As instituições que deviam proteger-nos estão a alimentar uma cultura de impunidade – e não se vê quem esteja disposto a combatê-la e a travá-la. A bem dizer estas instituições parecem não ser bem instituições, mas sim corporações. E de entre as várias corporações que existem enquadradas por “Ordens”, estas corporações são das mais corporativas que há.
Isto é um pouco assim porque a nossa sociedade é também uma sociedade que convive bem, e confortável, com a mundividência da impunidade. Uma grande benevolência com a mentira e a aldrabice. José Sócrates é um corrupto, disse o juiz Ivo Rosa, porque vendeu a sua personalidade a Carlos Santos Silva enquanto Primeiro-Ministro. A bondade sobre o corrupto não devia ser-lhe útil, mas é. O que parece ser inútil é a indignação. As leis não deviam ter latitudes interpretativas tão alargadas.

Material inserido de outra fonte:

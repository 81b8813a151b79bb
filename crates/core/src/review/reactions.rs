//! # Reaction Tally
//!
//! Counts the reactions a request received, whether or not they acknowledge
//! it.

use std::collections::BTreeMap;

use review_bot_developer_platforms::models::AcknowledgmentSignal;

#[cfg(test)]
#[path = "reactions_tests.rs"]
mod tests;

/// Tallies the reaction signals by reaction name.
///
/// Review signals are ignored. The map is ordered by name so the rendered
/// tally is stable.
///
/// # Examples
///
/// ```
/// use review_bot_core::review::reactions::aggregate_reactions;
/// use review_bot_developer_platforms::models::{AcknowledgmentSignal, User};
///
/// let signals = vec![
///     AcknowledgmentSignal::Reaction { name: "thumbsup".to_string(), user: User::default() },
///     AcknowledgmentSignal::Reaction { name: "thumbsup".to_string(), user: User::default() },
///     AcknowledgmentSignal::Reaction { name: "tada".to_string(), user: User::default() },
/// ];
///
/// let tally = aggregate_reactions(&signals);
/// assert_eq!(tally.get("thumbsup"), Some(&2));
/// assert_eq!(tally.get("tada"), Some(&1));
/// ```
pub fn aggregate_reactions(signals: &[AcknowledgmentSignal]) -> BTreeMap<String, usize> {
    let mut tally = BTreeMap::new();

    for signal in signals {
        if let AcknowledgmentSignal::Reaction { name, .. } = signal {
            *tally.entry(name.clone()).or_insert(0) += 1;
        }
    }

    tally
}
//! # Reviewer Registry
//!
//! Maps platform identities to the names reviewers go by in chat.
//!
//! The registry is loaded from a flat JSON object once per run:
//!
//! ```json
//! {"3": "@john.doe", "5": "@max"}
//! ```
//!
//! Keys are GitLab user IDs or GitHub/GitLab logins, depending on the
//! configured [`IdentityKey`](crate::config::IdentityKey).

use std::collections::BTreeMap;
use std::fs;
use std::path::Path;

use tracing::debug;

use crate::errors::ReviewBotError;

#[cfg(test)]
#[path = "registry_tests.rs"]
mod tests;

/// Platform identity to chat display name mapping.
///
/// Iteration is ordered by key, which keeps the rendered reminder stable
/// between runs.
#[derive(Debug, Clone, Default, PartialEq, Eq)]
pub struct ReviewerRegistry {
    reviewers: BTreeMap<String, String>,
}

impl ReviewerRegistry {
    /// Parses a registry from a JSON object of string pairs.
    ///
    /// # Examples
    ///
    /// ```
    /// use review_bot_core::registry::ReviewerRegistry;
    ///
    /// let registry = ReviewerRegistry::from_json(r#"{"42": "Spidy"}"#).unwrap();
    /// assert_eq!(registry.get("42"), Some("Spidy"));
    /// assert_eq!(registry.get("7"), None);
    /// ```
    pub fn from_json(content: &str) -> Result<Self, ReviewBotError> {
        let reviewers: BTreeMap<String, String> = serde_json::from_str(content).map_err(|e| {
            ReviewBotError::ConfigError(format!("Failed to parse reviewers: {}", e))
        })?;

        Ok(Self { reviewers })
    }

    /// Loads a registry from a JSON file.
    pub fn load(path: &Path) -> Result<Self, ReviewBotError> {
        debug!("Loading reviewers from {:?}", path);

        let content = fs::read_to_string(path).map_err(|e| {
            ReviewBotError::ConfigError(format!(
                "Failed to read reviewers file {:?}: {}",
                path, e
            ))
        })?;

        let registry = Self::from_json(&content)?;
        debug!(reviewers = registry.len(), "Loaded reviewers");
        Ok(registry)
    }

    /// The display name registered for `key`.
    pub fn get(&self, key: &str) -> Option<&str> {
        self.reviewers.get(key).map(String::as_str)
    }

    /// All `(key, display name)` pairs, ordered by key.
    pub fn iter(&self) -> impl Iterator<Item = (&str, &str)> {
        self.reviewers
            .iter()
            .map(|(k, v)| (k.as_str(), v.as_str()))
    }

    pub fn len(&self) -> usize {
        self.reviewers.len()
    }

    pub fn is_empty(&self) -> bool {
        self.reviewers.is_empty()
    }
}

impl<K: Into<String>, V: Into<String>> FromIterator<(K, V)> for ReviewerRegistry {
    fn from_iter<I: IntoIterator<Item = (K, V)>>(iter: I) -> Self {
        Self {
            reviewers: iter
                .into_iter()
                .map(|(k, v)| (k.into(), v.into()))
                .collect(),
        }
    }
}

A indignação diz-nos: “Prisão firme sem remorsos”. Ficamos a saber pelo juiz que o rendimento proveniente de atividade criminosa não paga imposto. Isso parece certo. Mas então os “1,7 milhões de euros cativos" deviam ser apreendidos e revertidos totalmente para o Estado. Agora, se o Estado devia entregar à Autoridade Tributária o imposto disso, é já uma história para burocratas. Ivo Rosa sustentou a existência de indícios mais do que suficientes para acreditar que Sócrates recebeu de forma ilegítima 1,7 milhões de euros de Carlos Santos Silva. "Corrupção passiva sem demonstração de ato concreto" […] ora bolas!
Diria que a disfunção está no burocrata, quando a sua razão de ser está na burocracia em si. Quando passa a trabalhar para os regulamentos e não para servir o cidadão com proficiência. Sendo os regulamentos e as normas apenas os meios, as coisas descambam quando passa a ser o fim e o principal objetivo. Passam a ser absolutos e prioritários. O funcionário se aliena e se condiciona, perdendo a capacidade do bom senso.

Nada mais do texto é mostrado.